By Patty Wetli | Monday, October 24, 2011

The Glee Give a Note contest supports music education.

You’d never know it from the extravagant production numbers on FOX’s hit series “Glee” (no problem, Mr. Schuester, the shop class can whip up a working elevator for you), but school music departments across the country are starved for resources. So who better than “Glee” to help support music education.

The “Glee Give a Note” contest will hand out a total of $1 million in prize money to schools participating in the competition. Lane Tech College Prep High School, 2501 W. Addison, is among roughly 300 contenders for the grand prize of $50,000, and the school needs your votes to propel it into the final judging round.

In a music video that spoofs Queen’s “Bohemian Rhapsody,” retitled “New Instrument Rhapsody,” Lane students lament their 100-year-old piano, cracked cello, broken tuba and twisted trombone. Sample lyric: “My oboe just died, sometimes I wish I never played at all.”

Mark Carrera, music department chair and choir director at Lane, help shepherd the students’ submission. (His twin brother, Paul, also a Lane music instructor, wrote and arranged the song.) He estimates that more than 1,000 students at Lane are involved in music classes; the school offers a music major and courses include band, orchestra, chorus and guitar. “Less than 10 percent of our kids own their own instruments,” he says. The school rents out instruments for $50 a year (“Anywhere else, it would be $50 a month,” Carrera says) and over time, horns, violins and pianos have taken a beating.

With $50,000, Carrera could splurge on a new piano ($15,000), an upright bass ($10,000) or both. “That’s stuff we could never buy,” he says. Heck, he’d even settle for the lesser first- and second-place prizes of $25,000 or $10,000. “We’re hoping for the top prize, but we’ll take anything.”

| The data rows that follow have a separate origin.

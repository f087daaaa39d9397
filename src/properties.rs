#![warn(missing_docs)]
//! Module for handling generic request parameters.
use serde::{Deserialize, Serialize};
use std::collections::BTreeMap;

use crate::error::{BeampropError, BpResult};

/// Value of a single named request parameter.
#[derive(Debug, Clone, PartialEq, Serialize, Deserialize)]
pub enum Proptype {
    /// boolean flag
    Bool(bool),
    /// signed integer value
    Int(i64),
    /// floating point value
    Float(f64),
    /// string value
    String(String),
}
impl From<bool> for Proptype {
    fn from(value: bool) -> Self {
        Self::Bool(value)
    }
}
impl From<i64> for Proptype {
    fn from(value: i64) -> Self {
        Self::Int(value)
    }
}
impl From<f64> for Proptype {
    fn from(value: f64) -> Self {
        Self::Float(value)
    }
}
impl From<&str> for Proptype {
    fn from(value: &str) -> Self {
        Self::String(value.to_string())
    }
}

/// A general set of named parameters attached to a propagation request.
///
/// The host framework encodes additional, propagator-specific parameters (parallelism, single
/// propagation flag, ...) in such a generic map. Typed accessors translate a wrongly typed entry
/// into a [`TypeMismatch`](BeampropError::TypeMismatch) error.
///
/// ## Example
/// ```rust
/// use beamprop::properties::Properties;
/// let mut params = Properties::default();
/// params.set("parallelism", 4i64.into());
/// assert_eq!(params.int_or("parallelism", 1).unwrap(), 4);
/// ```
#[derive(Default, Debug, Clone, PartialEq, Serialize, Deserialize)]
#[serde(transparent)]
pub struct Properties {
    props: BTreeMap<String, Proptype>,
}
impl Properties {
    /// Sets (or overwrites) the parameter with the given name.
    pub fn set(&mut self, name: &str, value: Proptype) {
        self.props.insert(name.into(), value);
    }
    /// Returns the parameter with the given name, if present.
    #[must_use]
    pub fn get(&self, name: &str) -> Option<&Proptype> {
        self.props.get(name)
    }
    /// Returns the boolean parameter with the given name, or `default` if absent.
    ///
    /// # Errors
    ///
    /// This function will return an error if the parameter is present but not a boolean.
    pub fn bool_or(&self, name: &str, default: bool) -> BpResult<bool> {
        match self.props.get(name) {
            None => Ok(default),
            Some(Proptype::Bool(value)) => Ok(*value),
            Some(other) => Err(BeampropError::TypeMismatch(format!(
                "parameter '{name}' must be a boolean, got {other:?}"
            ))),
        }
    }
    /// Returns the integer parameter with the given name, or `default` if absent.
    ///
    /// # Errors
    ///
    /// This function will return an error if the parameter is present but not an integer.
    pub fn int_or(&self, name: &str, default: i64) -> BpResult<i64> {
        match self.props.get(name) {
            None => Ok(default),
            Some(Proptype::Int(value)) => Ok(*value),
            Some(other) => Err(BeampropError::TypeMismatch(format!(
                "parameter '{name}' must be an integer, got {other:?}"
            ))),
        }
    }
    /// Returns the number of parameters in this set.
    #[must_use]
    pub fn len(&self) -> usize {
        self.props.len()
    }
    /// Returns `true` if this set contains no parameters.
    #[must_use]
    pub fn is_empty(&self) -> bool {
        self.props.is_empty()
    }
}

For students, it’s impossible to put a price on the value of music education. “When kids go through our program, music becomes part of their lives,” Carrera says. “It gives them something they can participate in, be successful at and enjoy for the rest of their lives.” In fact, 40 Lane graduates have gone on to perform with the Chicago Symphony Orchestra.

About the Contest

Head to the “Glee Give a Note” website to view and vote for Lane Tech’s video
. Voting is open through November 7; individuals are allowed one vote per day, per IP address. Entries are divided into five geographic regions; top vote-getters in each region will move on to the final judging round, with members of the National Association for Music Education selecting the ultimate winners. Three overall grand prizes will be awarded, along with two first-place and 12 second-place winners in each region.

Carrera is the first to admit that every entrant is deserving of the prize money. “There are some compelling stories,” he says, pointing to Joplin High School, which saw its building demolished this past spring by an EF5 tornado. Even Carrera is pulling for the kids from Missouri, whose video should not be viewed without Kleenex. “They’re in a different region,” he says. “We hope they win. How can you vote against that.”